The required output is every line from the beginning of the entries below through the line that includes "fn default() ->", copied exactly.

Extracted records
####
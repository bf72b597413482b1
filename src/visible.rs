//! Visible watermark: a low-opacity text stamp in the bottom-right corner.
//!
//! Text is rasterised from the 8x8 `font8x8` glyph tables, scaled by an
//! integer factor derived from the image width, and composited source-over
//! at a fixed opacity, so transparent regions receive the full stamp colour.
//!
//! A dark shadow is drawn one scale unit down-right of a white fill so the
//! stamp stays legible on both light and dark content.

use font8x8::{UnicodeFonts, BASIC_FONTS, LATIN_FONTS};
use image::{Rgba, RgbaImage};
use tracing::debug;

use crate::error::{Error, Result};

/// Glyph cell edge in font pixels.
const GLYPH_SIZE: u32 = 8;
/// Fill colour of the stamp text.
const FILL: [u8; 3] = [255, 255, 255];
/// Shadow colour drawn underneath the fill.
const SHADOW: [u8; 3] = [0, 0, 0];

/// Options controlling the visible stamp.
#[derive(Debug, Clone, Copy, PartialEq)]
pub struct StampOptions {
    /// Stamp opacity in `(0, 1)`.
    pub opacity: f32,
    /// Text height as a fraction of image width, in `[0, 1]`.
    pub text_height_ratio: f32,
    /// Inset from the bottom-right corner as a fraction of the shorter side,
    /// in `[0, 1]`.
    pub margin_ratio: f32,
}

impl Default for StampOptions {
    fn default() -> Self {
        Self {
            opacity: 0.35,
            text_height_ratio: 0.035,
            margin_ratio: 0.02,
        }
    }
}

impl StampOptions {
    /// Check that every option is within range.
    ///
    /// # Errors
    ///
    /// Returns [`Error::InvalidOptions`] describing the first bad field.
    pub fn validate(&self) -> Result<()> {
        // Opacity 1 would make repeated stamps indistinguishable.
        if !(self.opacity > 0.0 && self.opacity < 1.0) {
            return Err(Error::InvalidOptions(format!(
                "opacity must be in (0, 1), got {}",
                self.opacity
            )));
        }
        for (name, value) in [
            ("text height ratio", self.text_height_ratio),
            ("margin ratio", self.margin_ratio),
        ] {
            if !value.is_finite() || !(0.0..=1.0).contains(&value) {
                return Err(Error::InvalidOptions(format!(
                    "{name} must be in [0, 1], got {value}"
                )));
            }
        }
        Ok(())
    }
}

/// Placement of the stamp text in image coordinates.
///
/// `x`/`y` is the top-left corner of the fill; it may be negative when the
/// text is wider than the image, in which case the left part is clipped.
#[derive(Debug, Clone, Copy, PartialEq, Eq)]
pub struct StampLayout {
    /// Left edge of the first glyph.
    pub x: i64,
    /// Top edge of the glyph row.
    pub y: i64,
    /// Image pixels per font pixel.
    pub scale: u32,
    /// Total text width in image pixels.
    pub text_width: u64,
    /// Text height in image pixels.
    pub text_height: u32,
    /// Inset from the right and bottom edges.
    pub margin: u32,
}

/// Compute where a stamp of `char_count` characters lands on a
/// `width` x `height` image.
#[must_use]
pub fn layout(width: u32, height: u32, char_count: usize, opts: &StampOptions) -> StampLayout {
    #[allow(
        clippy::cast_possible_truncation,
        clippy::cast_sign_loss,
        clippy::cast_precision_loss
    )]
    let (scale, margin) = {
        let scale = (width as f32 * opts.text_height_ratio / GLYPH_SIZE as f32).round();
        let margin = (width.min(height) as f32 * opts.margin_ratio).round();
        ((scale as u32).max(1), (margin as u32).max(1))
    };

    let text_height = GLYPH_SIZE.saturating_mul(scale);
    let text_width = char_count as u64 * u64::from(text_height);
    // Reserve room for the shadow offset so it is not clipped at the edges.
    #[allow(clippy::cast_possible_wrap)]
    let x = i64::from(width) - i64::from(margin) - i64::from(scale) - text_width as i64;
    let y = i64::from(height) - i64::from(margin) - i64::from(scale) - i64::from(text_height);

    StampLayout {
        x,
        y,
        scale,
        text_width,
        text_height,
        margin,
    }
}

/// Look up the 8x8 bitmap for `c`, falling back to `?`.
fn glyph_for(c: char) -> [u8; 8] {
    BASIC_FONTS
        .get(c)
        .or_else(|| LATIN_FONTS.get(c))
        .or_else(|| BASIC_FONTS.get('?'))
        .unwrap_or([0; 8])
}

/// Source-over composite of `colour` at `opacity` onto `px`.
///
/// `out_a = a_s + a_d * (1 - a_s)`,
/// `out_c = (a_s * c + a_d * (1 - a_s) * dst_c) / out_a`.
fn blend(px: &mut Rgba<u8>, colour: [u8; 3], opacity: f32) {
    let dst_alpha = f32::from(px[3]) / 255.0;
    let dst_weight = dst_alpha * (1.0 - opacity);
    let out_alpha = opacity + dst_weight;
    if out_alpha <= 0.0 {
        return;
    }
    for (ch, &c) in colour.iter().enumerate() {
        let value = (opacity * f32::from(c) + dst_weight * f32::from(px[ch])) / out_alpha;
        #[allow(clippy::cast_possible_truncation, clippy::cast_sign_loss)]
        {
            px[ch] = value.round().clamp(0.0, 255.0) as u8;
        }
    }
    #[allow(clippy::cast_possible_truncation, clippy::cast_sign_loss)]
    {
        px[3] = (out_alpha * 255.0).round().clamp(0.0, 255.0) as u8;
    }
}

/// Paint every set glyph pixel as a `scale` x `scale` block, clipped to the
/// image. Returns the number of image pixels painted.
fn draw_glyphs(
    image: &mut RgbaImage,
    glyphs: &[[u8; 8]],
    layout: &StampLayout,
    offset: i64,
    colour: [u8; 3],
    opacity: f32,
) -> u64 {
    let (img_w, img_h) = (i64::from(image.width()), i64::from(image.height()));
    let scale = i64::from(layout.scale);
    let advance = i64::from(layout.text_height);
    let mut painted = 0;

    for (gi, glyph) in (0_i64..).zip(glyphs) {
        let origin_x = layout.x + gi * advance + offset;
        let origin_y = layout.y + offset;
        if origin_x >= img_w || origin_x + advance <= 0 {
            continue;
        }
        for (row, bits) in (0_i64..).zip(glyph) {
            for col in 0..8 {
                if bits & (1u8 << col) == 0 {
                    continue;
                }
                let x0 = (origin_x + col * scale).max(0);
                let x1 = (origin_x + (col + 1) * scale).min(img_w);
                let y0 = (origin_y + row * scale).max(0);
                let y1 = (origin_y + (row + 1) * scale).min(img_h);
                for y in y0..y1 {
                    for x in x0..x1 {
                        // Clipped to the image above, so both fit in u32.
                        #[allow(clippy::cast_possible_truncation, clippy::cast_sign_loss)]
                        let px = image.get_pixel_mut(x as u32, y as u32);
                        blend(px, colour, opacity);
                        painted += 1;
                    }
                }
            }
        }
    }
    painted
}

/// Composite `text` onto a copy of `image`.
///
/// # Errors
///
/// Returns [`Error::InvalidOptions`] for out-of-range options and
/// [`Error::Render`] for a zero-sized image, blank text, or an image too
/// small for any glyph pixel to land inside it. The unmodified input is
/// never returned as a silent fallback.
pub fn stamp(image: &RgbaImage, text: &str, opts: &StampOptions) -> Result<RgbaImage> {
    opts.validate()?;
    let (width, height) = image.dimensions();
    if width == 0 || height == 0 {
        return Err(Error::Render(format!("zero-sized image ({width}x{height})")));
    }
    if text.trim().is_empty() {
        return Err(Error::Render("stamp text is blank".to_string()));
    }

    let glyphs: Vec<[u8; 8]> = text.chars().map(glyph_for).collect();
    let layout = layout(width, height, glyphs.len(), opts);

    let mut stamped = image.clone();
    let shadow = draw_glyphs(
        &mut stamped,
        &glyphs,
        &layout,
        i64::from(layout.scale),
        SHADOW,
        opts.opacity,
    );
    let fill = draw_glyphs(&mut stamped, &glyphs, &layout, 0, FILL, opts.opacity);

    if shadow + fill == 0 {
        return Err(Error::Render(format!(
            "image ({width}x{height}) too small for stamp text"
        )));
    }

    debug!(
        width,
        height,
        chars = glyphs.len(),
        scale = layout.scale,
        x = layout.x,
        y = layout.y,
        painted = shadow + fill,
        "applied visible stamp"
    );
    Ok(stamped)
}

#[cfg(test)]
mod tests {
    use super::*;

    fn grey(width: u32, height: u32) -> RgbaImage {
        RgbaImage::from_pixel(width, height, Rgba([128, 128, 128, 255]))
    }

    #[test]
    fn layout_anchors_bottom_right() {
        let opts = StampOptions::default();
        let l = layout(1000, 800, 4, &opts);
        // 1000 * 0.035 / 8 = 4.375 -> 4
        assert_eq!(l.scale, 4);
        assert_eq!(l.text_height, 32);
        assert_eq!(l.text_width, 128);
        assert_eq!(l.margin, 16);
        assert_eq!(l.x, 1000 - 16 - 4 - 128);
        assert_eq!(l.y, 800 - 16 - 4 - 32);
    }

    #[test]
    fn layout_scale_never_below_one() {
        let l = layout(20, 20, 1, &StampOptions::default());
        assert_eq!(l.scale, 1);
        assert_eq!(l.margin, 1);
    }

    #[test]
    fn stamp_preserves_dimensions_and_changes_corner() {
        let img = grey(400, 300);
        let out = stamp(&img, "AI", &StampOptions::default()).unwrap();
        assert_eq!(out.dimensions(), img.dimensions());
        assert_ne!(out, img);

        // Top-left corner is untouched.
        for y in 0..50 {
            for x in 0..50 {
                assert_eq!(out.get_pixel(x, y), img.get_pixel(x, y));
            }
        }
    }

    #[test]
    fn stamp_does_not_mutate_source() {
        let img = grey(200, 200);
        let before = img.clone();
        let _ = stamp(&img, "mark", &StampOptions::default()).unwrap();
        assert_eq!(img, before);
    }

    #[test]
    fn stamping_twice_differs_from_once() {
        let img = grey(300, 200);
        let opts = StampOptions::default();
        let once = stamp(&img, "Generated", &opts).unwrap();
        let twice = stamp(&once, "Generated", &opts).unwrap();
        assert_ne!(once, twice);
        assert_eq!(once.dimensions(), twice.dimensions());
    }

    #[test]
    fn zero_sized_image_fails() {
        let img = RgbaImage::new(0, 10);
        assert!(matches!(
            stamp(&img, "x", &StampOptions::default()),
            Err(Error::Render(_))
        ));
    }

    #[test]
    fn blank_text_fails() {
        assert!(matches!(
            stamp(&grey(100, 100), "   ", &StampOptions::default()),
            Err(Error::Render(_))
        ));
    }

    #[test]
    fn image_too_small_for_any_glyph_fails() {
        assert!(matches!(
            stamp(&grey(1, 1), "A", &StampOptions::default()),
            Err(Error::Render(_))
        ));
    }

    #[test]
    fn long_text_is_clipped_not_rejected() {
        let img = grey(64, 64);
        let out = stamp(&img, "a very long attribution line", &StampOptions::default()).unwrap();
        assert_eq!(out.dimensions(), (64, 64));
        assert_ne!(out, img);
    }

    #[test]
    fn non_ascii_text_renders() {
        let img = grey(200, 100);
        assert!(stamp(&img, "café ✨", &StampOptions::default()).is_ok());
    }

    #[test]
    fn invalid_options_are_rejected() {
        let img = grey(100, 100);
        for opts in [
            StampOptions {
                opacity: 0.0,
                ..StampOptions::default()
            },
            StampOptions {
                opacity: 1.5,
                ..StampOptions::default()
            },
            StampOptions {
                opacity: 1.0,
                ..StampOptions::default()
            },
            StampOptions {
                text_height_ratio: 1.0e7,
                ..StampOptions::default()
            },
            StampOptions {
                margin_ratio: -0.1,
                ..StampOptions::default()
            },
            StampOptions {
                text_height_ratio: f32::NAN,
                ..StampOptions::default()
            },
        ] {
            assert!(matches!(
                stamp(&img, "x", &opts),
                Err(Error::InvalidOptions(_))
            ));
        }
    }

    #[test]
    fn blend_mixes_towards_colour() {
        let mut px = Rgba([0, 100, 255, 255]);
        blend(&mut px, [255, 255, 255], 0.5);
        assert_eq!(px, Rgba([128, 178, 255, 255]));
    }

    #[test]
    fn blend_over_transparent_keeps_full_colour() {
        let mut px = Rgba([0, 0, 0, 0]);
        blend(&mut px, [255, 255, 255], 0.35);
        assert_eq!(px, Rgba([255, 255, 255, 89]));

        let mut half = Rgba([0, 0, 0, 128]);
        blend(&mut half, [255, 255, 255], 0.35);
        // Source dominates: 0.35 vs 0.502 * 0.65 = 0.326 destination weight.
        assert!(half[0] > 128);
        assert_eq!(half[3], 172);
    }

    #[test]
    fn stamp_on_transparent_image_is_legible() {
        let img = RgbaImage::new(200, 100);
        let out = stamp(&img, "AI", &StampOptions::default()).unwrap();
        let touched: Vec<&Rgba<u8>> = out.pixels().filter(|p| p[3] > 0).collect();
        assert!(!touched.is_empty());
        // Pure fill or pure shadow pixels keep their colour; overlaps mix.
        assert!(touched.iter().any(|p| p.0 == [255, 255, 255, 89]));
        assert!(touched.iter().any(|p| p.0 == [0, 0, 0, 89]));
        assert!(touched.iter().all(|p| p[3] >= 89));
    }

    #[test]
    fn huge_text_ratio_is_rejected_without_overflow() {
        let opts = StampOptions {
            text_height_ratio: 1.0e7,
            ..StampOptions::default()
        };
        assert!(matches!(opts.validate(), Err(Error::InvalidOptions(_))));
        assert!(matches!(
            stamp(&RgbaImage::new(1000, 100), "A", &opts),
            Err(Error::InvalidOptions(_))
        ));
        // Layout saturates instead of panicking for unvalidated options.
        let l = layout(1000, 100, 1, &opts);
        assert_eq!(l.text_height, u32::MAX);
    }

    #[test]
    fn largest_accepted_ratio_renders() {
        let wide_margin = StampOptions {
            margin_ratio: 1.0,
            ..StampOptions::default()
        };
        assert!(wide_margin.validate().is_ok());

        let opts = StampOptions {
            text_height_ratio: 1.0,
            margin_ratio: 0.0,
            ..StampOptions::default()
        };
        let img = grey(64, 64);
        assert!(stamp(&img, "A", &opts).is_ok());
    }
}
####
◆ Solution to this exercise:
repository bf72b597413482b1
filename src/visible.rs
//! Visible watermark: a low-opacity text stamp in the bottom-right corner.
//!
//! Text is rasterised from the 8x8 `font8x8` glyph tables, scaled by an
//! integer factor derived from the image width, and composited source-over
//! at a fixed opacity, so transparent regions receive the full stamp colour.
//!
//! A dark shadow is drawn one scale unit down-right of a white fill so the
//! stamp stays legible on both light and dark content.

use font8x8::{UnicodeFonts, BASIC_FONTS, LATIN_FONTS};
use image::{Rgba, RgbaImage};
use tracing::debug;

use crate::error::{Error, Result};

/// Glyph cell edge in font pixels.
const GLYPH_SIZE: u32 = 8;
/// Fill colour of the stamp text.
const FILL: [u8; 3] = [255, 255, 255];
/// Shadow colour drawn underneath the fill.
const SHADOW: [u8; 3] = [0, 0, 0];

/// Options controlling the visible stamp.
#[derive(Debug, Clone, Copy, PartialEq)]
pub struct StampOptions {
    /// Stamp opacity in `(0, 1)`.
    pub opacity: f32,
    /// Text height as a fraction of image width, in `[0, 1]`.
    pub text_height_ratio: f32,
    /// Inset from the bottom-right corner as a fraction of the shorter side,
    /// in `[0, 1]`.
    pub margin_ratio: f32,
}

impl Default for StampOptions {
    fn default() -> Self {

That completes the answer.